Dio, la libertà che da vita – XI Domenica T.O. Anno A
Il Dio liberatore
Le letture di questa domenica ci mostrano l’esperienza che di Dio fa il popolo di Israele. Nella prima lettura si ricordano i fondamenti di quella che è l’identità di questo popolo: come schiavi, abbandonati al loro destino, umiliati perché insignificanti sulla cartina “politica” di quei tempi, gli ebrei si sentono eletti, scelti non per meriti particolari, ma per semplice grazia di Dio. Attraverso varie vicissitudini e prove, comprendono che Dio è sempre con loro, nonostante le loro debolezze e tradimenti, e che è il liberatore, colui che restituisce al suo popolo la libertà che nel corso della vita è spesso calpestata e perduta.
Gesù, la libertà di Dio che da vita
Seguire Dio significa, quindi, sperare in una vita libera e prospera, non libera da angosce, ma libera da un atteggiamento personale e comunitario di chiusura all’amore, alla novità, al futuro, come accadeva agli egiziani che, rifiutandosi di ascoltare Dio, negano a se stessi la prosperità e la fertilità, simboleggiate dalla morte dei primogeniti.
Il Vangelo di Matteo, quindi, parla di questa esperienza, nelle parole e nei gesti di Gesù: la gente è sfinita e sembra abbandonata, come se non avesse un pastore, una guida per ricordare loro quanto è forte l’amore che Dio ha per i suoi e far circolare nuovamente con forza ed energia il sangue nelle vene di quelle persone.
La Chiesa e l’autorità
Gesù, allora, dà potere ai dodici perché facciano la stessa cosa che fa lui.
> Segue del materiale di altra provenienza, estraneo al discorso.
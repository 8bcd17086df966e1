//! Markdown to inline-styled HTML.
//!
//! [`Renderer`] is a stateful session: it owns the active [`RenderOptions`],
//! the [`StyleTable`](crate::theme::StyleTable) resolved from them, and the
//! footnote registry accumulated while rendering. One renderer serves one
//! output document at a time; [`Renderer::reset`] starts the next one.
//!
//! ## Quick Start
//!
//! ```rust
//! use mdpress::renderer::{Renderer, RenderOptions};
//!
//! let mut renderer = Renderer::new(RenderOptions::default());
//! let html = renderer.export("# Title\n\nHello **world**.", "");
//! assert!(html.starts_with("<section"));
//! assert!(html.contains("<strong"));
//! ```

mod code;
mod legend;
mod session;

pub use legend::LegendMode;

use crate::config::{DEFAULT_FONT_FAMILY, DEFAULT_FONT_SIZE, DEFAULT_HIGHLIGHT_THEME};
use crate::postprocess;
use crate::theme::{self, ElementTag, StyleTable, Theme};

use session::{heading_html, Session};

/// One registered citation: 1-based index plus the link's title and target.
#[derive(Debug, Clone, PartialEq, Eq)]
pub struct Footnote {
    pub index: usize,
    pub title: String,
    pub link: String,
}

/// Everything a render pass depends on.
///
/// The `theme` is expected to be fully customized already (accent color,
/// scaled heading sizes, custom CSS overrides); the renderer only resolves
/// it against the typography fields. Font size is kept as the CSS string
/// (`"14px"`), matching how it lands in the style table.
#[derive(Debug, Clone)]
pub struct RenderOptions {
    pub theme: Theme,
    pub font_family: String,
    pub font_size: String,
    pub use_indent: bool,
    pub legend: LegendMode,
    /// Register non-native links as numbered footnotes.
    pub cite_links: bool,
    /// Reveal the traffic-light marker on code blocks.
    pub mac_code_block: bool,
    /// syntect theme name for code highlighting.
    pub highlight_theme: String,
}

impl Default for RenderOptions {
    fn default() -> Self {
        Self {
            theme: theme::default_theme().clone(),
            font_family: DEFAULT_FONT_FAMILY.to_string(),
            font_size: DEFAULT_FONT_SIZE.to_string(),
            use_indent: false,
            legend: LegendMode::default(),
            cite_links: false,
            mac_code_block: true,
            highlight_theme: DEFAULT_HIGHLIGHT_THEME.to_string(),
        }
    }
}

/// A partial update to [`RenderOptions`]; unset fields keep their current
/// value.
#[derive(Debug, Clone, Default)]
pub struct OptionsPatch {
    pub theme: Option<Theme>,
    pub font_family: Option<String>,
    pub font_size: Option<String>,
    pub use_indent: Option<bool>,
    pub legend: Option<LegendMode>,
    pub cite_links: Option<bool>,
    pub mac_code_block: Option<bool>,
    pub highlight_theme: Option<String>,
}

impl OptionsPatch {
    pub fn new() -> Self {
        Self::default()
    }

    pub fn with_theme(mut self, theme: Theme) -> Self {
        self.theme = Some(theme);
        self
    }

    pub fn with_font_family(mut self, font_family: impl Into<String>) -> Self {
        self.font_family = Some(font_family.into());
        self
    }

    pub fn with_font_size(mut self, font_size: impl Into<String>) -> Self {
        self.font_size = Some(font_size.into());
        self
    }

    pub fn with_use_indent(mut self, use_indent: bool) -> Self {
        self.use_indent = Some(use_indent);
        self
    }

    pub fn with_legend(mut self, legend: LegendMode) -> Self {
        self.legend = Some(legend);
        self
    }

    pub fn with_cite_links(mut self, cite_links: bool) -> Self {
        self.cite_links = Some(cite_links);
        self
    }

    pub fn with_mac_code_block(mut self, mac_code_block: bool) -> Self {
        self.mac_code_block = Some(mac_code_block);
        self
    }

    pub fn with_highlight_theme(mut self, name: impl Into<String>) -> Self {
        self.highlight_theme = Some(name.into());
        self
    }

    /// Folds the patch into existing options.
    pub fn apply(self, opts: &mut RenderOptions) {
        if let Some(theme) = self.theme {
            opts.theme = theme;
        }
        if let Some(font_family) = self.font_family {
            opts.font_family = font_family;
        }
        if let Some(font_size) = self.font_size {
            opts.font_size = font_size;
        }
        if let Some(use_indent) = self.use_indent {
            opts.use_indent = use_indent;
        }
        if let Some(legend) = self.legend {
            opts.legend = legend;
        }
        if let Some(cite_links) = self.cite_links {
            opts.cite_links = cite_links;
        }
        if let Some(mac_code_block) = self.mac_code_block {
            opts.mac_code_block = mac_code_block;
        }
        if let Some(highlight_theme) = self.highlight_theme {
            opts.highlight_theme = highlight_theme;
        }
    }
}

/// The stateful Markdown renderer.
pub struct Renderer {
    opts: RenderOptions,
    styles: StyleTable,
    footnotes: Vec<Footnote>,
}

impl Renderer {
    pub fn new(opts: RenderOptions) -> Self {
        let styles = StyleTable::build(
            &opts.theme,
            &opts.font_family,
            &opts.font_size,
            opts.use_indent,
        );
        Self {
            opts,
            styles,
            footnotes: Vec::new(),
        }
    }

    /// The active options.
    pub fn options(&self) -> &RenderOptions {
        &self.opts
    }

    /// The resolved style table for the active options.
    pub fn style_table(&self) -> &StyleTable {
        &self.styles
    }

    /// Footnotes registered since the last reset, in citation order.
    pub fn footnotes(&self) -> &[Footnote] {
        &self.footnotes
    }

    /// Applies a partial option update and rebuilds the style table.
    pub fn set_options(&mut self, patch: OptionsPatch) {
        patch.apply(&mut self.opts);
        self.styles = StyleTable::build(
            &self.opts.theme,
            &self.opts.font_family,
            &self.opts.font_size,
            self.opts.use_indent,
        );
    }

    /// Starts a fresh output document: clears the footnote registry, then
    /// applies the patch.
    pub fn reset(&mut self, patch: OptionsPatch) {
        self.footnotes.clear();
        self.set_options(patch);
    }

    /// Renders Markdown to an HTML fragment, accumulating footnotes.
    ///
    /// The fragment is not yet self-contained: margins, the footnote
    /// block, auxiliary styles and the container wrap are applied by
    /// [`export`](Self::export).
    pub fn render_fragment(&mut self, markdown: &str) -> String {
        Session::new(&self.opts, &self.styles, &mut self.footnotes).run(markdown)
    }

    /// The rendered footnote block, or the empty string when no footnotes
    /// were registered.
    ///
    /// Each entry renders as an indexed line; an entry whose title equals
    /// its link collapses to the link-only form.
    pub fn build_footnotes(&self) -> String {
        if self.footnotes.is_empty() {
            return String::new();
        }
        let lines = self
            .footnotes
            .iter()
            .map(|footnote| {
                if footnote.title == footnote.link {
                    format!(
                        "<code style=\"font-size: 90%; opacity: 0.6;\">[{}]</code>: \
                         <i style=\"word-break: break-all\">{}</i><br/>",
                        footnote.index, footnote.title,
                    )
                } else {
                    format!(
                        "<code style=\"font-size: 90%; opacity: 0.6;\">[{}]</code> {}: \
                         <i style=\"word-break: break-all\">{}</i><br/>",
                        footnote.index, footnote.title, footnote.link,
                    )
                }
            })
            .collect::<Vec<_>>()
            .join("\n");

        let heading = heading_html(&self.styles, 4, "References");
        let block = format!(
            "<p {}>{}</p>",
            self.styles.style_attr(ElementTag::Footnotes),
            lines,
        );
        format!("{}{}", heading, block)
    }

    /// Wraps finished content in the styled root container.
    pub fn create_container(&self, content: &str) -> String {
        format!(
            "<section {}>{}</section>",
            self.styles.style_attr(ElementTag::Container),
            content,
        )
    }

    /// Runs the full pipeline on one document and returns self-contained
    /// HTML: fragment, margin fix, footnote block, auxiliary styles, CSS
    /// inlining, container wrap.
    pub fn export(&mut self, markdown: &str, extra_css: &str) -> String {
        self.reset(OptionsPatch::new());
        let fragment = self.render_fragment(markdown);
        let mut html = postprocess::strip_leading_margin(&fragment);
        html.push_str(&self.build_footnotes());
        html.push_str(&postprocess::additional_styles(self.opts.mac_code_block));
        let inlined = postprocess::inline_styles(&html, extra_css);
        self.create_container(&inlined)
    }
}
Ma cos’è questo potere o questa autorità? La parola autorità deriva dal latino auctoritas e dal verbo augere, che significa aumentare, magnificare, promuovere. Chi esercita l’autorità su un’altra persona, allora, lo fa quando fa progredire l’altro, lo aiuta a svilupparsi verso un bene migliore, lo accompagna verso la sua pienezza. L’autorità, quindi, non va confusa con la coercizione o la sottomissione all’obbedienza, ma implica, invece, un certo prestigio morale che attrae e trasforma. Non dà loro un «potere su” (dominio), ma un “potere per” (servizio).
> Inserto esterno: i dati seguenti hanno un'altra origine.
//! Error types for theme loading and style resolution.
//!
//! The render path itself is infallible for well-formed theme data; errors
//! surface where user input crosses a boundary (hex colors, theme files).

use std::fmt;

/// Error type for theme and style operations.
#[derive(Debug)]
pub enum Error {
    /// A color string was not a valid 3- or 6-digit hex value.
    InvalidColor(String),

    /// A theme document failed to deserialize.
    Theme(String),

    /// No built-in theme is registered under the given name.
    UnknownTheme(String),

    /// I/O error (e.g., reading a theme file from disk).
    Io(std::io::Error),
}

impl fmt::Display for Error {
    fn fmt(&self, f: &mut fmt::Formatter<'_>) -> fmt::Result {
        match self {
            Error::InvalidColor(value) => {
                write!(f, "invalid hex color: {:?} (expected #rgb or #rrggbb)", value)
            }
            Error::Theme(msg) => write!(f, "theme error: {}", msg),
            Error::UnknownTheme(name) => write!(f, "unknown theme: {}", name),
            Error::Io(err) => write!(f, "I/O error: {}", err),
        }
    }
}

impl std::error::Error for Error {
    fn source(&self) -> Option<&(dyn std::error::Error + 'static)> {
        match self {
            Error::Io(err) => Some(err),
            _ => None,
        }
    }
}

impl From<std::io::Error> for Error {
    fn from(err: std::io::Error) -> Self {
        Error::Io(err)
    }
}

impl From<serde_yaml::Error> for Error {
    fn from(err: serde_yaml::Error) -> Self {
        Error::Theme(err.to_string())
    }
}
Questo servizio si traduce nel comunicare la vita, nell’aiutare a riscoprire i talenti sepolti, fasciare le ferite di coloro che sono stati derubati e prendersi cura dell’altro affinché riacquisti la salute, accompagnare il prossimo affinché si possa liberare di quegli spiriti che ci possiedono come l’egoismo, la vendetta, l’interesse personale, il desiderio di fama e potere, il desiderio di essere riconosciuti e accettati ad ogni costo.
Conclusione
Le letture di questa domenica, quindi, ci ricordano che la Chiesa è chiamata ad avvicinarsi alle periferie esistenziali della vita di ogni uomo e donna, stando al loro fianco non perché seguono certi parametri prestabiliti, ma perché ciò che gratuitamente si è ricevuto, gratuitamente si dona. In altre parole, la Chiesa è chiamata a amare per pura gratuità, ad immagine del Padre, che trasforma con un Amore che ama per primo e senza condizioni.
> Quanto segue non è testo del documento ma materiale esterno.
impl<'a> Session<'a> {
    pub(super) fn new(
        opts: &'a RenderOptions,
        styles: &'a StyleTable,
        footnotes: &'a mut Vec<Footnote>,
    ) -> Self {
        Self {
            opts,
            styles,
            footnotes,
            out: vec![String::new()],
            lists: Vec::new(),
            links: Vec::new(),
            images: Vec::new(),
            blockquote_depth: 0,
            code_lang: None,
            table_head: None,
            in_table_head: false,
        }
    }

    /// Renders one Markdown document to an HTML fragment.
    pub(super) fn run(mut self, markdown: &str) -> String {
        let mut options = Options::empty();
        options.insert(Options::ENABLE_TABLES);
        options.insert(Options::ENABLE_STRIKETHROUGH);

        for (event, range) in Parser::new_ext(markdown, options).into_offset_iter() {
            let raw = &markdown[range];
            self.event(event, raw);
        }
        self.out.pop().unwrap_or_default()
    }

    fn event(&mut self, event: Event<'_>, raw: &str) {
        match event {
            Event::Start(tag) => self.start(tag),
            Event::End(tag) => self.end(tag),
            Event::Text(text) => {
                // Code block text must stay raw for the highlighter (which
                // does its own escaping); alt text and everything else is
                // escaped here.
                if self.code_lang.is_some() {
                    self.emit(&text);
                } else {
                    self.emit(&escape_html(&text));
                }
            }
            Event::Code(text) => {
                if self.in_image() {
                    self.emit(&escape_html(&text));
                } else {
                    let html = self.styled(ElementTag::Codespan, &escape_html(&text), "code");
                    self.emit(&html);
                }
            }
            Event::Html(html) | Event::InlineHtml(html) => self.emit(&html),
            Event::SoftBreak => self.emit(if self.in_image() { " " } else { "\n" }),
            Event::HardBreak => {
                if self.in_image() {
                    self.emit(" ");
                } else {
                    self.emit("<br/>");
                }
            }
            Event::Rule => {
                // `***` and `---` share an event; only the source slice
                // tells them apart.
                let html = if raw.contains("***") {
                    format!(
                        "<hr {}>",
                        self.styles
                            .style_attr_with(ElementTag::Hr, ";margin: 2.325em 0px 1.875em 0px;")
                    )
                } else {
                    self.styled(ElementTag::Hr, "", "hr")
                };
                self.emit(&html);
            }
            // Extensions that stay disabled in the parser options.
            _ => {}
        }
    }

    fn start(&mut self, tag: Tag<'_>) {
        // Alt text collects only character data; formatting inside an
        // image description is dropped.
        if self.in_image() && !matches!(tag, Tag::Image { .. }) {
            return;
        }
        match tag {
            Tag::Paragraph => self.push_buf(),
            Tag::Heading { .. } => self.push_buf(),
            Tag::BlockQuote(_) => {
                self.blockquote_depth += 1;
                self.push_buf();
            }
            Tag::CodeBlock(kind) => {
                let lang = match kind {
                    CodeBlockKind::Fenced(info) => info.to_string(),
                    CodeBlockKind::Indented => String::new(),
                };
                self.code_lang = Some(lang);
                self.push_buf();
            }
            Tag::List(start) => {
                self.lists.push(ListFrame {
                    ordered: start.is_some(),
                    start: start.unwrap_or(1),
                    position: 0,
                });
                self.push_buf();
            }
            Tag::Item => self.push_buf(),
            Tag::Table(_) => {
                self.table_head = None;
                self.push_buf();
            }
            Tag::TableHead => {
                self.in_table_head = true;
                self.push_buf();
            }
            Tag::TableRow => self.push_buf(),
            Tag::TableCell => self.push_buf(),
            Tag::Emphasis | Tag::Strong | Tag::Strikethrough => self.push_buf(),
            Tag::Link {
                link_type,
                dest_url,
                title,
                ..
            } => {
                self.links.push(LinkFrame {
                    href: dest_url.to_string(),
                    title: title.to_string(),
                    autolink: matches!(link_type, LinkType::Autolink),
                });
                self.push_buf();
            }
            Tag::Image {
                dest_url, title, ..
            } => {
                self.images.push(ImageFrame {
                    href: dest_url.to_string(),
                    title: title.to_string(),
                });
                self.push_buf();
            }
            Tag::HtmlBlock => {}
            _ => {}
        }
    }

    fn end(&mut self, tag: TagEnd) {
        if self.in_image() && !matches!(tag, TagEnd::Image) {
            return;
        }
        match tag {
            TagEnd::Paragraph => {
                let text = self.pop_buf();
                let html = self.paragraph(text);
                self.emit(&html);
            }
            TagEnd::Heading(level) => {
                let text = self.pop_buf();
                let html = heading_html(self.styles, heading_depth(level), &text);
                self.emit(&html);
            }
            TagEnd::BlockQuote(_) => {
                let text = self.pop_buf();
                self.blockquote_depth = self.blockquote_depth.saturating_sub(1);
                let html = self.styled(ElementTag::Blockquote, &text, "blockquote");
                self.emit(&html);
            }
            TagEnd::CodeBlock => {
                let code = self.pop_buf();
                let lang = self.code_lang.take().unwrap_or_default();
                let html = self.code_block(&code, &lang);
                self.emit(&html);
            }
            TagEnd::Item => {
                let content = self.pop_buf();
                let prefix = match self.lists.last_mut() {
                    Some(frame) => {
                        let prefix = frame.prefix();
                        frame.position += 1;
                        prefix
                    }
                    None => String::new(),
                };
                let html = self.styled(
                    ElementTag::Li,
                    &format!("<span>{}{}</span>", prefix, content),
                    "li",
                );
                self.emit(&html);
            }
            TagEnd::List(_) => {
                let items = self.pop_buf();
                let ordered = self.lists.pop().map(|frame| frame.ordered).unwrap_or(false);
                let (slot, tag_name) = if ordered {
                    (ElementTag::Ol, "ol")
                } else {
                    (ElementTag::Ul, "ul")
                };
                let html = self.styled(slot, &items, tag_name);
                self.emit(&html);
            }
            TagEnd::TableHead => {
                self.table_head = Some(self.pop_buf());
                self.in_table_head = false;
            }
            TagEnd::TableRow => {
                let cells = self.pop_buf();
                let html = self.styled(ElementTag::Tr, &cells, "tr");
                self.emit(&html);
            }
            TagEnd::TableCell => {
                let text = self.pop_buf();
                let html = if self.in_table_head {
                    self.styled(ElementTag::Th, &text, "th")
                } else {
                    self.styled(ElementTag::Td, &text, "td")
                };
                self.emit(&html);
            }
            TagEnd::Table => {
                let body = self.pop_buf();
                let head = self.table_head.take().unwrap_or_default();
                let html = format!(
                    "<section {}><table style=\"margin-bottom: 0!important;\">\
                     <thead {}>{}</thead><tbody>{}</tbody></table></section>",
                    self.styles.style_attr(ElementTag::Table),
                    self.styles.style_attr(ElementTag::Thead),
                    head,
                    body,
                );
                self.emit(&html);
            }
            TagEnd::Emphasis => {
                let text = self.pop_buf();
                let html = self.styled(ElementTag::Em, &text, "em");
                self.emit(&html);
            }
            TagEnd::Strong => {
                let text = self.pop_buf();
                let html = self.styled(ElementTag::Strong, &text, "strong");
                self.emit(&html);
            }
            TagEnd::Strikethrough => {
                let text = self.pop_buf();
                self.emit(&format!("<del>{}</del>", text));
            }
            TagEnd::Link => {
                let text = self.pop_buf();
                if let Some(frame) = self.links.pop() {
                    let html = self.link(&frame, &text);
                    self.emit(&html);
                } else {
                    self.emit(&text);
                }
            }
            TagEnd::Image => {
                let alt = self.pop_buf();
                if let Some(frame) = self.images.pop() {
                    let html = self.image(&frame, &alt);
                    self.emit(&html);
                } else {
                    self.emit(&alt);
                }
            }
            TagEnd::HtmlBlock => {}
            _ => {}
        }
    }

    /// Paragraphs mostly wrap in a styled `<p>`, with two pass-through
    /// cases: empty content, and a figure produced by an image-only
    /// paragraph (the figure already carries its styling). Inside a
    /// blockquote the dedicated `blockquotep` slot applies.
    fn paragraph(&self, text: String) -> String {
        let is_figure = text.contains("<figure") && text.contains("<img");
        if is_figure || text.trim().is_empty() {
            return text;
        }
        let slot = if self.blockquote_depth > 0 {
            ElementTag::BlockquoteP
        } else {
            ElementTag::P
        };
        self.styled(slot, &text, "p")
    }

    fn code_block(&self, code: &str, lang: &str) -> String {
        let code = code.replace('\t', "    ");
        let mut highlighted = highlight_to_html(&code, lang, &self.opts.highlight_theme);
        highlighted = highlighted.replace("\r\n", "<br/>").replace('\n', "<br/>");
        // Rich-text hosts collapse whitespace runs; harden every blank in
        // text content (tag innards excluded).
        let highlighted = NON_TAG_TEXT.replace_all(&highlighted, |caps: &Captures| {
            let mut out = String::with_capacity(caps[0].len());
            for c in caps[0].chars() {
                if c.is_whitespace() {
                    out.push_str("&nbsp;");
                } else {
                    out.push(c);
                }
            }
            out
        });

        let sign = format!(
            "<span class=\"mac-sign\" style=\"padding: 10px 14px 0; font-size: 0.8em\" \
             hidden>{}</span>",
            MAC_CODE_SVG
        );
        let code_tag = format!(
            "<code class=\"language-{}\" {}>{}</code>",
            escape_html(lang),
            self.styles.style_attr(ElementTag::Code),
            highlighted,
        );
        format!(
            "<pre class=\"hljs code__pre\" {}>{}{}</pre>",
            self.styles.style_attr(ElementTag::Pre),
            sign,
            code_tag,
        )
    }

    /// Renders a link with the three-way policy: native anchor for hosts
    /// that survive publishing, bare text for autolinks, styled span (plus
    /// an optional numbered footnote) for everything else.
    fn link(&mut self, frame: &LinkFrame, text: &str) -> String {
        if frame.href.starts_with(NATIVE_LINK_PREFIX) {
            let title = if frame.title.is_empty() {
                text.to_string()
            } else {
                escape_html(&frame.title)
            };
            return format!(
                "<a href=\"{}\" title=\"{}\" {}>{}</a>",
                escape_html(&frame.href),
                title,
                self.styles.style_attr(ElementTag::WxLink),
                text,
            );
        }
        if frame.autolink || text == escape_html(&frame.href) {
            return text.to_string();
        }
        if self.opts.cite_links {
            let title = if frame.title.is_empty() {
                text.to_string()
            } else {
                frame.title.clone()
            };
            let index = self.add_footnote(title, frame.href.clone());
            return format!(
                "<span {}>{}<sup>[{}]</sup></span>",
                self.styles.style_attr(ElementTag::ALink),
                text,
                index,
            );
        }
        format!(
            "<span {}>{}</span>",
            self.styles.style_attr(ElementTag::ALink),
            text,
        )
    }

    fn image(&self, frame: &ImageFrame, alt: &str) -> String {
        let caption = if alt.is_empty() {
            String::new()
        } else {
            let text = self.opts.legend.caption(alt, &frame.title);
            self.styled(ElementTag::Figcaption, text, "figcaption")
        };
        format!(
            "<figure {}><img {} src=\"{}\" title=\"{}\" alt=\"{}\"/>{}</figure>",
            self.styles.style_attr(ElementTag::Figure),
            self.styles.style_attr(ElementTag::Image),
            escape_html(&frame.href),
            escape_html(&frame.title),
            alt,
            caption,
        )
    }

    fn add_footnote(&mut self, title: String, link: String) -> usize {
        let index = self.footnotes.len() + 1;
        self.footnotes.push(Footnote { index, title, link });
        index
    }

    fn styled(&self, slot: ElementTag, content: &str, tag: &str) -> String {
        format!(
            "<{} {}>{}</{}>",
            tag,
            self.styles.style_attr(slot),
            content,
            tag
        )
    }

    fn in_image(&self) -> bool {
        !self.images.is_empty()
    }

    fn push_buf(&mut self) {
        self.out.push(String::new());
    }

    fn pop_buf(&mut self) -> String {
        self.out.pop().unwrap_or_default()
    }

    fn emit(&mut self, text: &str) {
        if let Some(buf) = self.out.last_mut() {
            buf.push_str(text);
        }
    }
}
In tal modo la Chiesa potrà recuperare quella credibilità che ultimamente è andata fortemente in ribasso, cioè sapendo mostrare il volto donante e rigenerante del Signore della vita, permettendo che si percepisca con un messaggio denso di gesti concreti che “il regno dei cieli è vicino”.
Es 19,2-6a: Sarete per me un regno di sacerdoti e una nazione santa.
Salmo 99: R/. Noi siamo suo popolo, gregge che egli guida.
Rm 5,6-11: Se siamo stati riconciliati per mezzo della morte del Figlio, molto più saremo salvati mediante la sua vita.
Mt 9,36–10,8: Chiamati a sé i suoi dodici discepoli, li mandò.